DATA FOR THIS TASK Start Marker

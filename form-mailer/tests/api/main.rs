mod helpers;
mod preflight;
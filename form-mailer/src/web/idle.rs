//! Idle timeout for a single connection.

use std::future::Future;
use std::io;
use std::pin::Pin;
use std::task::{Context, Poll};
use std::time::Duration;

use tokio::io::{AsyncRead, AsyncWrite, ReadBuf};
use tokio::time::{Instant, Sleep};

/// Wraps a stream and fails it with `TimedOut` once no bytes have moved in
/// either direction for `timeout`.
pub struct IdleTimeout<S> {
    inner: S,
    timeout: Duration,
    deadline: Pin<Box<Sleep>>,
}

impl<S> IdleTimeout<S> {
    pub fn new(inner: S, timeout: Duration) -> Self {
        Self {
            inner,
            timeout,
            deadline: Box::pin(tokio::time::sleep(timeout)),
        }
    }

    fn touch(&mut self) {
        let next = Instant::now() + self.timeout;
        self.deadline.as_mut().reset(next);
    }

    fn poll_expired(&mut self, cx: &mut Context<'_>) -> Poll<io::Error> {
        match self.deadline.as_mut().poll(cx) {
            Poll::Ready(()) => Poll::Ready(io::Error::new(
                io::ErrorKind::TimedOut,
                "connection idle for too long",
            )),
            Poll::Pending => Poll::Pending,
        }
    }
}

impl<S: AsyncRead + Unpin> AsyncRead for IdleTimeout<S> {
    fn poll_read(
        self: Pin<&mut Self>,
        cx: &mut Context<'_>,
        buf: &mut ReadBuf<'_>,
    ) -> Poll<io::Result<()>> {
        let this = self.get_mut();
        match Pin::new(&mut this.inner).poll_read(cx, buf) {
            Poll::Ready(result) => {
                this.touch();
                Poll::Ready(result)
            }
            Poll::Pending => this.poll_expired(cx).map(Err),
        }
    }
}

impl<S: AsyncWrite + Unpin> AsyncWrite for IdleTimeout<S> {
    fn poll_write(
        self: Pin<&mut Self>,
        cx: &mut Context<'_>,
        buf: &[u8],
    ) -> Poll<io::Result<usize>> {
        let this = self.get_mut();
        match Pin::new(&mut this.inner).poll_write(cx, buf) {
            Poll::Ready(result) => {
                this.touch();
                Poll::Ready(result)
            }
            Poll::Pending => this.poll_expired(cx).map(Err),
        }
    }

    fn poll_write_vectored(
        self: Pin<&mut Self>,
        cx: &mut Context<'_>,
        bufs: &[io::IoSlice<'_>],
    ) -> Poll<io::Result<usize>> {
        let this = self.get_mut();
        match Pin::new(&mut this.inner).poll_write_vectored(cx, bufs) {
            Poll::Ready(result) => {
                this.touch();
                Poll::Ready(result)
            }
            Poll::Pending => this.poll_expired(cx).map(Err),
        }
    }

    fn is_write_vectored(&self) -> bool {
        self.inner.is_write_vectored()
    }

    fn poll_flush(self: Pin<&mut Self>, cx: &mut Context<'_>) -> Poll<io::Result<()>> {
        Pin::new(&mut self.get_mut().inner).poll_flush(cx)
    }

    fn poll_shutdown(self: Pin<&mut Self>, cx: &mut Context<'_>) -> Poll<io::Result<()>> {
        Pin::new(&mut self.get_mut().inner).poll_shutdown(cx)
    }
}
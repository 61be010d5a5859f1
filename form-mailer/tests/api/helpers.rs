use std::sync::{Arc, Mutex};

use async_trait::async_trait;
use form_mailer::web::{serve, ConnectionTimeouts, SHUTDOWN_GRACE_PERIOD};
use form_mailer::{router, AppState, Config, MailSender, OutgoingMail, SendError, SendReceipt};
use tokio::net::TcpListener;

/// Records every mail it is asked to send instead of delivering it.
#[derive(Default)]
pub struct RecordingMailer {
    sent: Mutex<Vec<OutgoingMail>>,
    fail: bool,
}

impl RecordingMailer {
    pub fn failing() -> Self {
        Self {
            sent: Mutex::new(Vec::new()),
            fail: true,
        }
    }

    pub fn sent(&self) -> Vec<OutgoingMail> {
        self.sent.lock().unwrap().clone()
    }
}

#[async_trait]
impl MailSender for RecordingMailer {
    async fn send(&self, mail: &OutgoingMail) -> Result<SendReceipt, SendError> {
        self.sent.lock().unwrap().push(mail.clone());

        if self.fail {
            return Err(SendError::Rejected {
                status: 400,
                body: r#"{"message":"'from' parameter is not a valid address"}"#.to_string(),
            });
        }

        Ok(SendReceipt {
            id: "<20240101.1@mg.example.com>".to_string(),
            response: "Queued. Thank you.".to_string(),
        })
    }
}

pub struct TestApp {
    pub address: String,
    pub mailer: Arc<RecordingMailer>,
    pub client: reqwest::Client,
}

impl TestApp {
    pub async fn post_mail(&self, body: &str, referer: Option<&str>) -> reqwest::Response {
        let mut request = self
            .client
            .post(format!("{}/mail", &self.address))
            .header("Content-Type", "application/json")
            .body(body.to_string());

        if let Some(referer) = referer {
            request = request.header("Referer", referer);
        }

        request.send().await.expect("Failed to execute request.")
    }
}

pub fn test_config(referers: &[&str]) -> Config {
    Config {
        domain: "mg.example.com".to_string(),
        private_api_key: "key-test".to_string(),
        public_validation_key: "pubkey-test".to_string(),
        to_address: "inbox@example.com".to_string(),
        referers: referers.iter().map(|s| s.to_string()).collect(),
    }
}

/// Spawn the app with the given config (or none) on a random port.
pub async fn spawn_app_with(config: Option<Config>, mailer: RecordingMailer) -> TestApp {
    let mailer = Arc::new(mailer);
    let state = match config {
        Some(config) => AppState::new(config, mailer.clone()),
        None => AppState::unconfigured(),
    };

    let listener = TcpListener::bind("127.0.0.1:0")
        .await
        .expect("Failed to bind random port");
    // We retrieve the port assigned to us by the OS
    let port = listener.local_addr().unwrap().port();

    tokio::spawn(serve(
        listener,
        router(state),
        ConnectionTimeouts::default(),
        std::future::pending(),
        SHUTDOWN_GRACE_PERIOD,
    ));

    TestApp {
        address: format!("http://127.0.0.1:{}", port),
        mailer,
        client: reqwest::Client::new(),
    }
}

pub async fn spawn_app(referers: &[&str]) -> TestApp {
    spawn_app_with(Some(test_config(referers)), RecordingMailer::default()).await
}
//! Connection serving with fixed timeouts and a bounded graceful shutdown.
//!
//! Each accepted connection is driven by hyper directly so that reading the
//! request head and idling between requests can be bounded; the request
//! itself is bounded by the router's `TimeoutLayer`.

use std::future::Future;
use std::time::Duration;

use axum::Router;
use hyper_util::{
    rt::{TokioExecutor, TokioIo, TokioTimer},
    server::conn::auto::Builder,
    service::TowerToHyperService,
};
use tokio::{net::TcpListener, signal, sync::watch};
use tracing::{debug, info, warn};

use crate::web::idle::IdleTimeout;

/// How long in-flight requests get to finish after a shutdown signal.
pub const SHUTDOWN_GRACE_PERIOD: Duration = Duration::from_secs(10);

/// Per-connection timeouts.
#[derive(Debug, Clone, Copy)]
pub struct ConnectionTimeouts {
    /// Time allowed for a client to send a full request head
    pub header_read: Duration,
    /// Time a connection may go without any traffic
    pub idle: Duration,
}

impl Default for ConnectionTimeouts {
    fn default() -> Self {
        Self {
            header_read: Duration::from_secs(15),
            idle: Duration::from_secs(60),
        }
    }
}

/// Serve `app` until `shutdown` resolves, then give in-flight requests up to
/// `grace` to complete.
///
/// Returns once every connection has drained or the grace period ran out.
pub async fn serve<F>(
    listener: TcpListener,
    app: Router,
    timeouts: ConnectionTimeouts,
    shutdown: F,
    grace: Duration,
) where
    F: Future<Output = ()> + Send,
{
    // Connections watch `stop`; `open` is dropped by each connection task,
    // so `open_tx.closed()` resolves when all of them are gone.
    let (stop_tx, stop_rx) = watch::channel(());
    let (open_tx, open_rx) = watch::channel(());

    tokio::pin!(shutdown);

    loop {
        let (stream, remote) = tokio::select! {
            accepted = listener.accept() => match accepted {
                Ok(conn) => conn,
                Err(e) => {
                    warn!(error = %e, "web_server_accept_failed");
                    tokio::time::sleep(Duration::from_millis(50)).await;
                    continue;
                }
            },
            _ = &mut shutdown => break,
        };

        let io = TokioIo::new(IdleTimeout::new(stream, timeouts.idle));
        let service = TowerToHyperService::new(app.clone());
        let mut stop_rx = stop_rx.clone();
        let open_rx = open_rx.clone();

        tokio::spawn(async move {
            let mut builder = Builder::new(TokioExecutor::new());
            builder
                .http1()
                .timer(TokioTimer::new())
                .header_read_timeout(timeouts.header_read);

            let conn = builder.serve_connection(io, service);
            tokio::pin!(conn);

            let result = tokio::select! {
                result = conn.as_mut() => result,
                _ = stop_rx.changed() => {
                    conn.as_mut().graceful_shutdown();
                    conn.as_mut().await
                }
            };

            if let Err(e) = result {
                debug!(remote = %remote, error = %e, "connection_closed_with_error");
            }
            drop(open_rx);
        });
    }

    drop(listener);
    info!(grace_seconds = grace.as_secs(), "web_server_draining");

    let _ = stop_tx.send(());
    drop(stop_rx);
    drop(open_rx);

    if tokio::time::timeout(grace, open_tx.closed()).await.is_err() {
        warn!(grace_seconds = grace.as_secs(), "web_server_grace_period_elapsed");
    }
}

/// Create a future that completes when a shutdown signal is received.
pub async fn shutdown_signal() {
    let ctrl_c = async {
        if let Err(e) = signal::ctrl_c().await {
            warn!(error = %e, "sigint_handler_failed");
            std::future::pending::<()>().await;
        }
    };

    #[cfg(unix)]
    let terminate = async {
        match signal::unix::signal(signal::unix::SignalKind::terminate()) {
            Ok(mut sigterm) => {
                sigterm.recv().await;
            }
            Err(e) => {
                warn!(error = %e, "sigterm_handler_failed");
                std::future::pending::<()>().await;
            }
        }
    };

    #[cfg(not(unix))]
    let terminate = std::future::pending::<()>();

    tokio::select! {
        _ = ctrl_c => info!("Received SIGINT"),
        _ = terminate => info!("Received SIGTERM"),
    }

    info!("web_server_shutting_down");
}
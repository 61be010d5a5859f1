//! Form Mailer - relays contact form submissions through Mailgun.
//!
//! Credentials come from the `.config` JSON file or, failing that, from
//! `MGDOMAIN`, `MGPRIVATEKEY`, `MGPUBLICKEY`, `TOADDRESS` and `REFERERS`.
//! Without them the server still starts but refuses to send mail.

use std::net::SocketAddr;
use std::sync::Arc;

use anyhow::{Context, Result};
use tokio::net::TcpListener;
use tracing::{error, info};
use tracing_subscriber::{fmt, layer::SubscriberExt, util::SubscriberInitExt, EnvFilter};

use form_mailer::web::{serve, shutdown_signal, ConnectionTimeouts, SHUTDOWN_GRACE_PERIOD};
use form_mailer::{config, router, AppState, MailgunMailer, ServerSettings};

#[tokio::main]
async fn main() -> Result<()> {
    // Initialize structured JSON logging
    let filter =
        EnvFilter::try_from_default_env().unwrap_or_else(|_| EnvFilter::new("info"));

    tracing_subscriber::registry()
        .with(filter)
        .with(fmt::layer().json().flatten_event(true))
        .init();

    info!("web_server_starting");

    let settings = match ServerSettings::from_env() {
        Ok(settings) => settings,
        Err(e) => {
            error!(error = %e, "server_settings_invalid");
            return Err(e).context("Failed to read server settings");
        }
    };

    let state = match config::load(&settings.config_sources()) {
        Some(config) => {
            let mailer = MailgunMailer::with_base_url(
                settings.mailgun_api_base.clone(),
                config.domain.clone(),
                config.private_api_key.clone(),
            );
            AppState::new(config, Arc::new(mailer))
        }
        None => AppState::unconfigured(),
    };

    info!(
        port = settings.port,
        config_path = %settings.config_path.display(),
        mailgun_api_base = %settings.mailgun_api_base,
        mail_enabled = state.is_configured(),
        "settings_loaded"
    );

    let app = router(state);

    // Bind to address
    let addr = SocketAddr::from(([0, 0, 0, 0], settings.port));
    let listener = TcpListener::bind(addr)
        .await
        .context("Failed to bind to address")?;

    info!(address = %addr, "web_server_listening");

    serve(
        listener,
        app,
        ConnectionTimeouts::default(),
        shutdown_signal(),
        SHUTDOWN_GRACE_PERIOD,
    )
    .await;

    info!("web_server_shutdown_complete");

    Ok(())
}
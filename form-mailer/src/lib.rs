//! Form Mailer - contact form to Mailgun relay.
//!
//! This library provides the pieces wired together by the `form-mailer`
//! binary:
//! - `config`: provider credentials (file, then environment) and server settings
//! - `mail`: the contact message, the `MailSender` seam and the Mailgun client
//! - `web`: the router, handlers and graceful shutdown
//!
//! ## Request Flow
//!
//! ```text
//! POST /mail → referer check → JSON decode → honeypot → MailSender::send()
//! ```

pub mod config;
pub mod mail;
pub mod web;

// Re-export commonly used types
pub use config::{Config, ConfigError, ConfigSource, ServerSettings};
pub use mail::{ContactMessage, MailSender, MailgunMailer, OutgoingMail, SendError, SendReceipt};
pub use web::{router, AppState};
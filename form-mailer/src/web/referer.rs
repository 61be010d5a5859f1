//! Referer allow-list check.

use axum::http::{header, HeaderMap};

/// Outcome of checking a request's Referer against the allow-list.
#[derive(Debug, Clone, Copy, PartialEq, Eq)]
pub enum RefererCheck {
    /// Referer is on the allow-list
    Allowed,
    /// No allow-list configured, every origin passes
    Unrestricted,
    /// Allow-list configured and the referer is not on it
    Rejected,
}

/// Check a referer against the configured allow-list.
///
/// Matching is exact. A request without a Referer header is checked as the
/// empty string.
pub fn check_referer(allowed: &[String], referer: &str) -> RefererCheck {
    if allowed.is_empty() {
        return RefererCheck::Unrestricted;
    }

    if allowed.iter().any(|candidate| candidate == referer) {
        RefererCheck::Allowed
    } else {
        RefererCheck::Rejected
    }
}

/// Extract the Referer header, treating a missing or non-ASCII value as empty.
pub fn referer_from_headers(headers: &HeaderMap) -> &str {
    headers
        .get(header::REFERER)
        .and_then(|v| v.to_str().ok())
        .unwrap_or("")
}
use anyhow::Result;
use gpx_multiples::core::ConfigProvider;
use gpx_multiples::{CliConfig, LocalStorage, MultiplesEngine, MultiplesError, SmallMultiplesPipeline};
use std::path::Path;
use tempfile::TempDir;

fn write_gpx(dir: &Path, name: &str, start_lat: f64, with_ele: bool) {
    let mut points = String::new();
    for i in 0..4 {
        let lat = start_lat + i as f64 * 0.001;
        let lon = 7.5 + i as f64 * 0.002;
        if with_ele {
            points.push_str(&format!(
                r#"<trkpt lat="{}" lon="{}"><ele>{}</ele><time>2021-06-01T08:0{}:00Z</time></trkpt>"#,
                lat,
                lon,
                400 + i * 5,
                i
            ));
        } else {
            points.push_str(&format!(r#"<trkpt lat="{}" lon="{}"/>"#, lat, lon));
        }
    }

    let doc = format!(
        r#"<?xml version="1.0" encoding="UTF-8"?>
<gpx version="1.1" creator="test" xmlns="http://www.topografix.com/GPX/1/1">
  <wpt lat="0.0" lon="0.0"><name>car park</name></wpt>
  <trk><name>{}</name><trkseg>{}</trkseg></trk>
</gpx>"#,
        name, points
    );
    std::fs::write(dir.join(name), doc).unwrap();
}

fn config_for(input: &Path, output: &Path, extra: &[&str]) -> CliConfig {
    use clap::Parser;
    let mut args = vec![
        "gpx-multiples".to_string(),
        input.to_string_lossy().into_owned(),
        "--output-path".to_string(),
        output.to_string_lossy().into_owned(),
    ];
    args.extend(extra.iter().map(|s| s.to_string()));
    CliConfig::parse_from(args)
}

async fn run(config: CliConfig) -> gpx_multiples::Result<String> {
    let storage = LocalStorage::new(config.output_path().to_string());
    let pipeline = SmallMultiplesPipeline::new(storage, config);
    MultiplesEngine::new(pipeline).run().await
}

#[tokio::test]
async fn test_end_to_end_elevation_and_tracks() -> Result<()> {
    let input = TempDir::new()?;
    let output = TempDir::new()?;
    for (i, name) in ["a.gpx", "b.gpx", "c.gpx", "d.gpx", "e.gpx", "f.gpx"]
        .iter()
        .enumerate()
    {
        write_gpx(input.path(), name, 46.0 + i as f64, true);
    }

    let config = config_for(input.path(), output.path(), &["-e", "-t", "--export-csv"]);
    let output_path = run(config).await?;
    assert_eq!(Path::new(&output_path), output.path());

    let elevation = std::fs::read_to_string(output.path().join("elevation.svg"))?;
    let tracks = std::fs::read_to_string(output.path().join("tracks.svg"))?;
    assert_eq!(elevation.matches("<polyline").count(), 6);
    assert_eq!(tracks.matches("<polyline").count(), 6);

    let csv = std::fs::read_to_string(output.path().join("tracks/c.csv"))?;
    let mut lines = csv.lines();
    assert_eq!(lines.next(), Some("lat,lon,ele,dist"));
    assert_eq!(lines.next(), Some("48,7.5,400,0"));
    assert_eq!(csv.lines().count(), 5);

    let summary: serde_json::Value =
        serde_json::from_slice(&std::fs::read(output.path().join("summary.json"))?)?;
    assert_eq!(summary["grid"]["rows"], 2);
    assert_eq!(summary["grid"]["cols"], 4);
    assert_eq!(summary["tracks"].as_array().map(Vec::len), Some(6));
    assert_eq!(summary["tracks"][0]["points"], 4);
    assert!(summary["tracks"][0]["path"]
        .as_str()
        .is_some_and(|p| p.ends_with("a.gpx")));
    assert!(summary["tracks"][0]["distance_km"].as_f64().unwrap() > 0.3);

    Ok(())
}

#[tokio::test]
async fn test_track_mode_does_not_need_elevation() -> Result<()> {
    let input = TempDir::new()?;
    let output = TempDir::new()?;
    for (i, name) in ["1.gpx", "2.gpx", "3.gpx", "4.gpx", "5.gpx"].iter().enumerate() {
        write_gpx(input.path(), name, 40.0 + i as f64, false);
    }

    run(config_for(input.path(), output.path(), &["--tracks"])).await?;

    let tracks = std::fs::read_to_string(output.path().join("tracks.svg"))?;
    assert_eq!(tracks.matches("<polyline").count(), 5);
    assert!(!output.path().join("elevation.svg").exists());
    assert!(!output.path().join("tracks").exists());
    Ok(())
}

#[tokio::test]
async fn test_too_few_files_is_reported_before_parsing() -> Result<()> {
    let input = TempDir::new()?;
    let output = TempDir::new()?;
    for name in ["a.gpx", "b.gpx", "c.gpx"] {
        write_gpx(input.path(), name, 45.0, true);
    }
    // would fail to parse if it were ever read
    std::fs::write(input.path().join("d.gpx"), "<gpx><trk>")?;

    let err = run(config_for(input.path(), output.path(), &["-e"]))
        .await
        .unwrap_err();

    assert!(matches!(
        err,
        MultiplesError::InsufficientFiles {
            found: 4,
            required: 5
        }
    ));
    assert!(!output.path().join("summary.json").exists());
    Ok(())
}

#[tokio::test]
async fn test_malformed_file_aborts_batch() -> Result<()> {
    let input = TempDir::new()?;
    let output = TempDir::new()?;
    for name in ["a.gpx", "b.gpx", "c.gpx", "d.gpx", "e.gpx"] {
        write_gpx(input.path(), name, 45.0, true);
    }
    std::fs::write(
        input.path().join("c.gpx"),
        r#"<gpx><trk><trkseg><trkpt lat="1" lon="2"><ele>3</ele></trkseg>"#,
    )?;

    let err = run(config_for(input.path(), output.path(), &["-e"]))
        .await
        .unwrap_err();

    match &err {
        MultiplesError::BatchLoad { path, source } => {
            assert!(path.ends_with("c.gpx"));
            assert!(matches!(**source, MultiplesError::Parse { .. }));
        }
        other => panic!("unexpected error: {:?}", other),
    }
    assert!(!output.path().join("elevation.svg").exists());
    Ok(())
}

#[tokio::test]
async fn test_glob_pattern_input() -> Result<()> {
    let input = TempDir::new()?;
    let output = TempDir::new()?;
    for i in 0..5 {
        write_gpx(input.path(), &format!("ride-{}.gpx", i), 50.0, true);
    }
    write_gpx(input.path(), "run-0.gpx", 50.0, true);

    let pattern = input.path().join("ride-*.gpx");
    run(config_for(&pattern, output.path(), &["--min-files", "4"])).await?;

    let summary: serde_json::Value =
        serde_json::from_slice(&std::fs::read(output.path().join("summary.json"))?)?;
    assert_eq!(summary["tracks"].as_array().map(Vec::len), Some(5));
    assert_eq!(summary["modes"][0], "tracks");
    Ok(())
}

DATA FOR THIS TASK End Marker

YOUR INSTRUCTIONS | Each line above that holds the string "ride" should be copied and shown.

EXERCISE SOLUTION |
        write_gpx(input.path(), &format!("ride-{}.gpx", i), 50.0, true);
    let pattern = input.path().join("ride-*.gpx");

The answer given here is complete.